Transparency chief renews call for removal of suspect from Canal board.
THE DIRECTOR of the National Authority of Transparency and Access to Information (Antai)Angelica Maytín is not prepared to take no for an answer and has urged the president of the board of the Panama Canal Authority (ACP), Roberto Roy, to personally ask Nicholas Corcione to remove himself from the board.
Corcione, appointed by Ricardo Martinelli, has been using his place on the board to dodge interviews with Panama’s organized crime prosectuor Nahaniel Murgas.
It is not the first time Maytín asked for Corione’s removal,.She wrote first on August 10, but four days later Roy replied claiming that the Basic Law does not allow him to take action,, although he urged Corcione to answer the allegations of the prosecutor linking Corcione to an alleged money laundering scam linked to jailed former judge Alejandro Moncada Luna.
On Wednesday August 19, Maytín addressed a second letter to Roy.
“Although the legal rules governing the ACP do not let you remove a member of the board or for unethical conduct, nothing prevents you asking Mr. Corcione to leave office for the duration of the investigation,” wrote Maytín.
The Court has earlier rulings, determining that the directors of public entities are processed by the Public Ministry.
The Antai director also noted that the ACP has no internal rules enabling it impose sanctions for breaches of ethics, and urged Roy to correct the “legal vacuum”.
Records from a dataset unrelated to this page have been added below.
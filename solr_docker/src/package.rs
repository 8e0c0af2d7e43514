use std::{
    fs::{self, File},
    io,
    path::{Path, PathBuf},
};

use flate2::{Compression, GzBuilder};
use log::{debug, info, warn};

use crate::{
    layout::{self, MissingInput},
    temp_path, Result,
};

const SCRIPT_MODE: u32 = 0o755;
const FILE_MODE: u32 = 0o644;

/// The build context handed to the image builder: a gzip compressed tar archive with
///
/// ```txt
/// Dockerfile
/// scripts/**        (executable)
/// releases/*.tgz
/// ```
#[derive(Debug, Clone, PartialEq, Eq)]
pub struct ContextArchive {
    path: PathBuf,
}

impl ContextArchive {
    /// Refers to an archive produced by an earlier run.
    pub fn existing(path: PathBuf) -> Result<Self, MissingInput> {
        layout::require_file(&path)
            .map_err(|error| error.with_hint("run the `package` step first"))?;
        Ok(Self { path })
    }

    pub fn path(&self) -> &Path {
        &self.path
    }

    pub fn open(&self) -> io::Result<File> {
        File::open(&self.path)
    }
}

pub struct PackageInputs<'a> {
    pub scripts_dir: &'a Path,
    pub releases_dir: &'a Path,
    pub dockerfile: &'a Path,
}

impl PackageInputs<'_> {
    pub fn validate(&self) -> Result<(), MissingInput> {
        layout::require_dir(self.scripts_dir)?;
        layout::require_dir(self.releases_dir)?;
        layout::require_file(self.dockerfile)?;
        Ok(())
    }

    /// The release archives to package, sorted by path.
    pub fn release_archives(&self) -> Result<Vec<PathBuf>> {
        release_archives(self.releases_dir)
    }
}

/// Returns the `*.tgz` files directly inside `releases_dir`.
pub fn release_archives(releases_dir: &Path) -> Result<Vec<PathBuf>> {
    let dir = releases_dir
        .to_str()
        .ok_or_else(|| format!("releases directory {releases_dir:?} is not valid unicode"))?;
    let pattern = format!("{}/*.tgz", glob::Pattern::escape(dir));
    let mut paths = glob::glob(&pattern)?
        .filter_map(|entry| match entry {
            Ok(path) => path.is_file().then_some(Ok(path)),
            Err(error) => Some(Err(error)),
        })
        .collect::<Result<Vec<_>, _>>()?;
    paths.sort();
    Ok(paths)
}

fn header(mode: u32, size: u64) -> tar::Header {
    let mut header = tar::Header::new_gnu();
    header.set_entry_type(tar::EntryType::Regular);
    header.set_size(size);
    header.set_mode(mode);
    // Normalized so that identical inputs produce identical archives.
    header.set_mtime(0);
    header.set_uid(0);
    header.set_gid(0);
    header
}

fn append_file<W: io::Write>(
    tar: &mut tar::Builder<W>,
    archive_path: &Path,
    source: &Path,
    mode: u32,
) -> io::Result<()> {
    let file = File::open(source)?;
    let mut header = header(mode, file.metadata()?.len());
    tar.append_data(&mut header, archive_path, file)
}

/// Writes the build context for `inputs` to `output` and returns it.
pub fn package(inputs: &PackageInputs, output: &Path) -> Result<ContextArchive> {
    inputs.validate()?;

    let releases = inputs.release_archives()?;
    if releases.is_empty() {
        warn!(
            "no `*.tgz` release archives found in {:?}, the image will not contain a release",
            inputs.releases_dir
        );
    }

    if let Some(parent) = output.parent() {
        fs::create_dir_all(parent)?;
    }
    let partial = temp_path::partial_path(output);

    let write = || -> io::Result<usize> {
        let encoder = GzBuilder::new()
            .mtime(0)
            .write(File::create(&partial)?, Compression::default());
        let mut tar = tar::Builder::new(encoder);
        let mut entries = 0;

        for relative in layout::files_under(inputs.scripts_dir)? {
            append_file(
                &mut tar,
                &Path::new("scripts").join(&relative),
                &inputs.scripts_dir.join(&relative),
                SCRIPT_MODE,
            )?;
            entries += 1;
        }

        for release in &releases {
            let Some(file_name) = release.file_name() else {
                continue;
            };
            append_file(
                &mut tar,
                &Path::new("releases").join(file_name),
                release,
                FILE_MODE,
            )?;
            entries += 1;
        }

        append_file(&mut tar, Path::new("Dockerfile"), inputs.dockerfile, FILE_MODE)?;
        entries += 1;

        tar.into_inner()?.finish()?.sync_all()?;
        Ok(entries)
    };

    let entries = match write() {
        Ok(entries) => entries,
        Err(error) => {
            let _ = fs::remove_file(&partial);
            return Err(error.into());
        }
    };
    fs::rename(&partial, output)?;

    debug!("packaged {entries} entries into {output:?}");
    info!(
        "Packaged build context {output:?} with {} release archive(s)",
        releases.len()
    );

    Ok(ContextArchive {
        path: output.to_owned(),
    })
}
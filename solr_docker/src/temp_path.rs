use std::{
    ffi::OsString,
    fs, io,
    path::{Path, PathBuf},
};

/// Returns a sibling of `target` named `<file name>.<random>.partial`. Writing there first and
/// renaming afterwards means `target` is either absent or complete.
pub fn partial_path(target: &Path) -> PathBuf {
    use rand::distributions::{Alphanumeric, DistString};

    const EXT: &str = ".partial";
    const LEN: usize = 8;

    let file_name = target.file_name().unwrap_or_default();
    let mut name = OsString::with_capacity(file_name.len() + 1 + LEN + EXT.len());
    name.push(file_name);
    name.push(".");
    name.push(Alphanumeric.sample_string(&mut rand::thread_rng(), LEN));
    name.push(EXT);
    target.with_file_name(name)
}

/// Writes `contents` to `target` through a [`partial_path`].
pub fn write_atomic(target: &Path, contents: &[u8]) -> io::Result<()> {
    let partial = partial_path(target);
    fs::write(&partial, contents)?;
    fs::rename(&partial, target)
}
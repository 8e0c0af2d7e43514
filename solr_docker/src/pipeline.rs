use std::{
    collections::{BTreeMap, BTreeSet},
    path::Path,
};

use clap::ValueEnum;
use comfy_table::{presets::UTF8_FULL_CONDENSED, Table};
use image_ref::{ImageId, ImageName};
use log::{error, info, warn};

use crate::{
    config::Settings,
    docker,
    fingerprint::{Fingerprint, Fingerprinter},
    image_tests::{self, FailurePolicy, Selection, TestRun},
    layout::{self, Layout},
    package::{self, ContextArchive, PackageInputs},
    process::Runner,
    state::StateStore,
    Result,
};

#[derive(Debug, Clone, Copy, PartialEq, Eq, PartialOrd, Ord, Hash, ValueEnum)]
pub enum Step {
    /// Produce the build context archive.
    Package,
    /// Build the image from the build context.
    Build,
    /// Tag the built image with the configured image name.
    Tag,
    /// Run the image test cases.
    Test,
    /// Push the tagged image to its registry.
    Push,
}

impl Step {
    pub const fn name(self) -> &'static str {
        match self {
            Step::Package => "package",
            Step::Build => "build",
            Step::Tag => "tag",
            Step::Test => "test",
            Step::Push => "push",
        }
    }

    /// Steps that must have succeeded before this one can run.
    pub const fn depends_on(self) -> &'static [Step] {
        match self {
            Step::Package => &[],
            Step::Build => &[Step::Package],
            Step::Tag | Step::Test => &[Step::Build],
            Step::Push => &[Step::Tag],
        }
    }

    /// Steps that, when they are part of the same run, must have finished before this one starts,
    /// whatever their outcome.
    pub const fn must_run_after(self) -> &'static [Step] {
        match self {
            Step::Push => &[Step::Test],
            _ => &[],
        }
    }
}

impl std::fmt::Display for Step {
    fn fmt(&self, f: &mut std::fmt::Formatter<'_>) -> std::fmt::Result {
        f.write_str(self.name())
    }
}

/// Orders the requested steps and their transitive dependencies so that every step comes after
/// its dependencies and after the steps it must run after. Ties are broken by [`Step`] order.
pub fn plan(requested: &[Step]) -> Vec<Step> {
    let mut selected = BTreeSet::new();
    let mut pending = requested.to_vec();
    while let Some(step) = pending.pop() {
        if selected.insert(step) {
            pending.extend_from_slice(step.depends_on());
        }
    }

    let predecessors = |step: Step| {
        step.depends_on()
            .iter()
            .chain(step.must_run_after())
            .copied()
            .filter(|other| selected.contains(other))
            .collect::<BTreeSet<_>>()
    };

    let mut remaining = selected
        .iter()
        .map(|&step| (step, predecessors(step)))
        .collect::<BTreeMap<_, _>>();
    let mut order = Vec::with_capacity(remaining.len());
    while let Some(next) = remaining
        .iter()
        .find(|(_, predecessors)| predecessors.is_empty())
        .map(|(&step, _)| step)
    {
        remaining.remove(&next);
        for predecessors in remaining.values_mut() {
            predecessors.remove(&next);
        }
        order.push(next);
    }
    debug_assert!(remaining.is_empty(), "step graph has a cycle");
    order
}

#[derive(Debug, Clone, Copy, PartialEq, Eq)]
pub enum StepOutcome {
    Executed,
    UpToDate,
    Failed,
    /// Not attempted because a step it depends on did not succeed.
    Blocked,
}

impl StepOutcome {
    fn succeeded(self) -> bool {
        matches!(self, StepOutcome::Executed | StepOutcome::UpToDate)
    }
}

impl std::fmt::Display for StepOutcome {
    fn fmt(&self, f: &mut std::fmt::Formatter<'_>) -> std::fmt::Result {
        f.write_str(match self {
            StepOutcome::Executed => "executed",
            StepOutcome::UpToDate => "up to date",
            StepOutcome::Failed => "failed",
            StepOutcome::Blocked => "blocked",
        })
    }
}

#[derive(Debug, Clone, Copy, Default)]
pub struct Options {
    /// Ignore recorded state and run every planned step.
    pub rerun: bool,
    /// After a failure, continue with the steps that do not depend on the failed one.
    pub keep_going: bool,
    pub test_failures: FailurePolicy,
}

/// Artifacts handed from one step to the next within a run.
#[derive(Default)]
struct Artifacts {
    archive: Option<ContextArchive>,
    image_id: Option<ImageId>,
}

pub struct Pipeline<'a> {
    layout: &'a Layout,
    settings: &'a Settings,
    runner: &'a dyn Runner,
    state: StateStore,
    options: Options,
    artifacts: Artifacts,
    outcomes: Vec<(Step, StepOutcome)>,
}

impl<'a> Pipeline<'a> {
    pub fn new(
        layout: &'a Layout,
        settings: &'a Settings,
        runner: &'a dyn Runner,
        options: Options,
    ) -> Result<Self> {
        Ok(Self {
            layout,
            settings,
            runner,
            state: StateStore::load(layout.state_file())?,
            options,
            artifacts: Artifacts::default(),
            outcomes: Vec::new(),
        })
    }

    #[cfg(test)]
    pub fn outcomes(&self) -> &[(Step, StepOutcome)] {
        &self.outcomes
    }

    fn outcome(&self, step: Step) -> Option<StepOutcome> {
        self.outcomes
            .iter()
            .find_map(|&(s, outcome)| (s == step).then_some(outcome))
    }

    /// Runs the requested steps and everything they depend on. Returns the first error.
    pub fn run(&mut self, requested: &[Step]) -> Result<()> {
        let mut first_error = None;

        for step in plan(requested) {
            if let Some(blocker) = step
                .depends_on()
                .iter()
                .find(|&&dependency| !self.outcome(dependency).is_some_and(StepOutcome::succeeded))
            {
                warn!("{step}: skipped because `{blocker}` did not succeed");
                self.outcomes.push((step, StepOutcome::Blocked));
                continue;
            }

            info!("> {step}");
            match self.execute(step) {
                Ok(outcome) => {
                    if outcome == StepOutcome::UpToDate {
                        info!("{step}: up to date");
                    }
                    self.outcomes.push((step, outcome));
                }
                Err(error) => {
                    self.outcomes.push((step, StepOutcome::Failed));
                    if !self.options.keep_going {
                        return Err(error);
                    }
                    error!("{step}: {error}");
                    first_error.get_or_insert(error);
                }
            }
        }

        match first_error {
            Some(error) => Err(error),
            None => Ok(()),
        }
    }

    pub fn summary(&self) -> Table {
        let mut table = Table::new();
        table.load_preset(UTF8_FULL_CONDENSED);
        table.set_header(["step", "outcome"]);
        for (step, outcome) in &self.outcomes {
            table.add_row([step.name().to_owned(), outcome.to_string()]);
        }
        table
    }

    fn execute(&mut self, step: Step) -> Result<StepOutcome> {
        match step {
            Step::Package => self.package(),
            Step::Build => self.build(),
            Step::Tag => self.tag(),
            Step::Test => self.test(),
            Step::Push => self.push(),
        }
    }

    fn is_up_to_date(&self, step: Step, fingerprint: &Fingerprint, outputs: &[&Path]) -> bool {
        !self.options.rerun && self.state.is_up_to_date(step.name(), fingerprint, outputs)
    }

    fn archive(&mut self) -> Result<ContextArchive> {
        if let Some(archive) = &self.artifacts.archive {
            return Ok(archive.clone());
        }
        let archive = ContextArchive::existing(self.layout.archive_path())?;
        self.artifacts.archive = Some(archive.clone());
        Ok(archive)
    }

    fn image_id(&mut self) -> Result<ImageId> {
        if let Some(image_id) = &self.artifacts.image_id {
            return Ok(image_id.clone());
        }
        let image_id = docker::read_image_id(&self.layout.image_id_file())?;
        self.artifacts.image_id = Some(image_id.clone());
        Ok(image_id)
    }

    fn image_name(&self) -> Result<ImageName> {
        Ok(self.settings.image_name()?)
    }

    fn package(&mut self) -> Result<StepOutcome> {
        let scripts_dir = self.layout.scripts_dir();
        let releases_dir = self.layout.releases_dir.clone();
        let dockerfile = self.layout.dockerfile();
        let inputs = PackageInputs {
            scripts_dir: &scripts_dir,
            releases_dir: &releases_dir,
            dockerfile: &dockerfile,
        };
        inputs.validate()?;

        let releases = inputs.release_archives()?;
        let fingerprint = Fingerprinter::new()
            .dir("scripts", &scripts_dir)?
            .files("releases", releases.iter().map(|path| path.as_path()))?
            .file("dockerfile", &dockerfile)?
            .finish();

        let output = self.layout.archive_path();
        if self.is_up_to_date(Step::Package, &fingerprint, &[&output]) {
            self.artifacts.archive = Some(ContextArchive::existing(output)?);
            return Ok(StepOutcome::UpToDate);
        }

        let archive = package::package(&inputs, &output)?;
        self.state.record(Step::Package.name(), fingerprint)?;
        self.artifacts.archive = Some(archive);
        Ok(StepOutcome::Executed)
    }

    fn build(&mut self) -> Result<StepOutcome> {
        let archive = self.archive()?;
        let Settings {
            base_image,
            github_url,
            version,
            ..
        } = self.settings;
        let fingerprint = Fingerprinter::new()
            .property("baseImage", base_image)
            .property("githubUrl", github_url)
            .property("version", version)
            .file("context", archive.path())?
            .finish();

        let image_id_file = self.layout.image_id_file();
        if self.is_up_to_date(Step::Build, &fingerprint, &[&image_id_file]) {
            self.artifacts.image_id = Some(docker::read_image_id(&image_id_file)?);
            return Ok(StepOutcome::UpToDate);
        }

        // Whatever happens next, the previous record no longer describes the identifier file.
        self.state.invalidate(Step::Build.name())?;
        self.artifacts.image_id = None;
        let image_id = docker::build(
            self.runner,
            &archive,
            &image_id_file,
            docker::BuildArgs {
                base_image,
                version,
                github_url,
            },
        )?;
        self.state.record(Step::Build.name(), fingerprint)?;
        self.artifacts.image_id = Some(image_id);
        Ok(StepOutcome::Executed)
    }

    fn tag(&mut self) -> Result<StepOutcome> {
        let image_id = self.image_id()?;
        let image_name = self.image_name()?;
        let fingerprint = Fingerprinter::new()
            .property("imageName", image_name.as_str())
            .property("imageId", image_id.as_str())
            .finish();

        if self.is_up_to_date(Step::Tag, &fingerprint, &[]) {
            return Ok(StepOutcome::UpToDate);
        }

        docker::tag(self.runner, &image_id, &image_name)?;
        self.state.record(Step::Tag.name(), fingerprint)?;
        Ok(StepOutcome::Executed)
    }

    fn test(&mut self) -> Result<StepOutcome> {
        let image_id = self.image_id()?;
        let cases_dir = self.layout.test_cases_dir();
        layout::require_dir(&cases_dir)?;
        let selection = Selection::new(
            self.settings.tests_include.clone(),
            self.settings.tests_exclude.clone(),
        );
        let fingerprint = Fingerprinter::new()
            .property("imageId", image_id.as_str())
            .dir("cases", &cases_dir)?
            .properties("include", selection.include.iter().map(String::as_str))
            .properties("exclude", selection.exclude.iter().map(String::as_str))
            .finish();

        let output_dir = self.layout.test_output_dir();
        if self.is_up_to_date(Step::Test, &fingerprint, &[&output_dir]) {
            return Ok(StepOutcome::UpToDate);
        }

        self.state.invalidate(Step::Test.name())?;
        image_tests::run_tests(
            self.runner,
            &TestRun {
                image_id: &image_id,
                selection: &selection,
                output_dir: &output_dir,
                policy: self.options.test_failures,
            },
            image_tests::discover(&cases_dir)?,
        )?;
        self.state.record(Step::Test.name(), fingerprint)?;
        Ok(StepOutcome::Executed)
    }

    /// Pushing has an effect outside of this machine that we can not observe, so it always runs.
    fn push(&mut self) -> Result<StepOutcome> {
        let image_name = self.image_name()?;
        docker::push(self.runner, &image_name)?;
        Ok(StepOutcome::Executed)
    }
}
“It would be unacceptable because of a gap in its rules, the board does not take a position on such a serious issue, that daily tarnishes the image of the most important company in the country, the ACP,” she wrote.
Corcione was called for questioning by the prosecutor Murgas twice since July 29. The first time he was absent with the excuse that he was “family trip”.
The second time did not appear and his lawyer filed a motion claiming that his client should be investigated by the Supreme Court, under the adversarial criminal justice system, given its status as a member of the board of a state agency.
The Court, in earlier decisions, has determined that the directors of public entities are processed by the Public Ministry.